*** Data to process ***

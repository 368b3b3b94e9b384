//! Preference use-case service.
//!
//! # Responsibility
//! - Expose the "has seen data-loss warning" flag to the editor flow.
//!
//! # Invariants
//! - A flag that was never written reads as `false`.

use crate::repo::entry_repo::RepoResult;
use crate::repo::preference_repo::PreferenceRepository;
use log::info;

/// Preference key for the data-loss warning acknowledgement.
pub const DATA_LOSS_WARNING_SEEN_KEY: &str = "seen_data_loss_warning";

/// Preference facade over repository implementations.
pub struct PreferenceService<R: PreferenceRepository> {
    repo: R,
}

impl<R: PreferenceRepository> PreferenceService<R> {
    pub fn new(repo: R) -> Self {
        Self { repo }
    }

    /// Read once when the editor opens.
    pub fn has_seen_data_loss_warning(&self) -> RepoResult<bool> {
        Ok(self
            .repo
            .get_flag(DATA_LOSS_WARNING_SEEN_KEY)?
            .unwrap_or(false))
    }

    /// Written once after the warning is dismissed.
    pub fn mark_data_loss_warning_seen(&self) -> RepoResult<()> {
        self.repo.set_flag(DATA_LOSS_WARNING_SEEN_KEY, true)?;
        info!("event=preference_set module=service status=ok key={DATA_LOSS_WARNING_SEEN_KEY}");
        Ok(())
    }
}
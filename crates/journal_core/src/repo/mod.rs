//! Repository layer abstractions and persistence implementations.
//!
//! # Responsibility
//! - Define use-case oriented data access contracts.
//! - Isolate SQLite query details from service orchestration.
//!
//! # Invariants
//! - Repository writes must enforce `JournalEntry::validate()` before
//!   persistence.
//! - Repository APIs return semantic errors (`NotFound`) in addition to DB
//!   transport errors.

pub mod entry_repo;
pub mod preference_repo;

*** End of Data to process ***
*** Data to process ***

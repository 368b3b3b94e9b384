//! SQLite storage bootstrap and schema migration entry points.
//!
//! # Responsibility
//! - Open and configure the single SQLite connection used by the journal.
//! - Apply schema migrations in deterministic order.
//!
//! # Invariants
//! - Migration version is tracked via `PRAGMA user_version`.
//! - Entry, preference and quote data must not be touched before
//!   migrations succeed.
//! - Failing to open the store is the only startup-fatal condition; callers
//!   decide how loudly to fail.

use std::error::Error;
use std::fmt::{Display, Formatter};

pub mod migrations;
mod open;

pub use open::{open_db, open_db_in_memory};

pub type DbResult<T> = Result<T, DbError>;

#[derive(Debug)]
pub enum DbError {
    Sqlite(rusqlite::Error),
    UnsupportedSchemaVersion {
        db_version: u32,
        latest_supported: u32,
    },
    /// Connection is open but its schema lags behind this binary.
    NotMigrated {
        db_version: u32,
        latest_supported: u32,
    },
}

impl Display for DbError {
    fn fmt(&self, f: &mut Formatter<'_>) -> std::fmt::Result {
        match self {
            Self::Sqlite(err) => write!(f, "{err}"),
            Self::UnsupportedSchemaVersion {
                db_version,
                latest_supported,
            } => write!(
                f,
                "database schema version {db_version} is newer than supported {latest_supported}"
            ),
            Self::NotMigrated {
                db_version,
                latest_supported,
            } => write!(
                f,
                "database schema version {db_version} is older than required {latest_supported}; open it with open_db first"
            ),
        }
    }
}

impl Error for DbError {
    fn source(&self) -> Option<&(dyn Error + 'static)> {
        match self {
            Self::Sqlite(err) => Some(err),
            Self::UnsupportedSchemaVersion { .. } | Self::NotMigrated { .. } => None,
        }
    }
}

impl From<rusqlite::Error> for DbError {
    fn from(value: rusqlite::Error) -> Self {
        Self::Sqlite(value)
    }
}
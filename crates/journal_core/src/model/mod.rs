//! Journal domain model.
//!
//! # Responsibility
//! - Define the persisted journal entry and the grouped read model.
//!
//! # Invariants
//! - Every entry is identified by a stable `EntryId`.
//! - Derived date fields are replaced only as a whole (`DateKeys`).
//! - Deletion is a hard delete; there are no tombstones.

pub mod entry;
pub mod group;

*** End of Data to process ***
*** Data to process ***

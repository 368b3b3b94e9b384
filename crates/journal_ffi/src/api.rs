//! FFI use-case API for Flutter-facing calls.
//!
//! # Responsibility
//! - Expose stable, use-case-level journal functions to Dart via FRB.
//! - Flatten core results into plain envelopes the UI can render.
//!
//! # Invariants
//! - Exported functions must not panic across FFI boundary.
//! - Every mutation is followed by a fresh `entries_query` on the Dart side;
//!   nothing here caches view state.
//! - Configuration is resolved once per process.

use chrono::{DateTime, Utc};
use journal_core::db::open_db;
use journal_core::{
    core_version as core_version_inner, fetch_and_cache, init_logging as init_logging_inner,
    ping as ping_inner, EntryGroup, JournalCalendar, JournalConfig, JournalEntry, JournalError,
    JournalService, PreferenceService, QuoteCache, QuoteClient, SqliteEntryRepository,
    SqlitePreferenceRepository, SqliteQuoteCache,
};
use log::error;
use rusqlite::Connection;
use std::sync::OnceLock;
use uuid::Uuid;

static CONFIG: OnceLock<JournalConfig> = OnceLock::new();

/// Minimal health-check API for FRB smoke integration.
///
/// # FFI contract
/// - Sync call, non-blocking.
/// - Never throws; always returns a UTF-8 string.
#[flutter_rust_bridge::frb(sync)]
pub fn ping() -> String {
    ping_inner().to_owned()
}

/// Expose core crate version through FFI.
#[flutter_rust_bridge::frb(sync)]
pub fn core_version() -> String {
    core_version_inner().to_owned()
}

*** End of Data to process ***

* Task objective
Locate the word "model" in the records and collect each line it appears in.

* Exercise answer
filename crates/journal_core/src/model/mod.rs
//! Journal domain model.
//! - Define the persisted journal entry and the grouped read model.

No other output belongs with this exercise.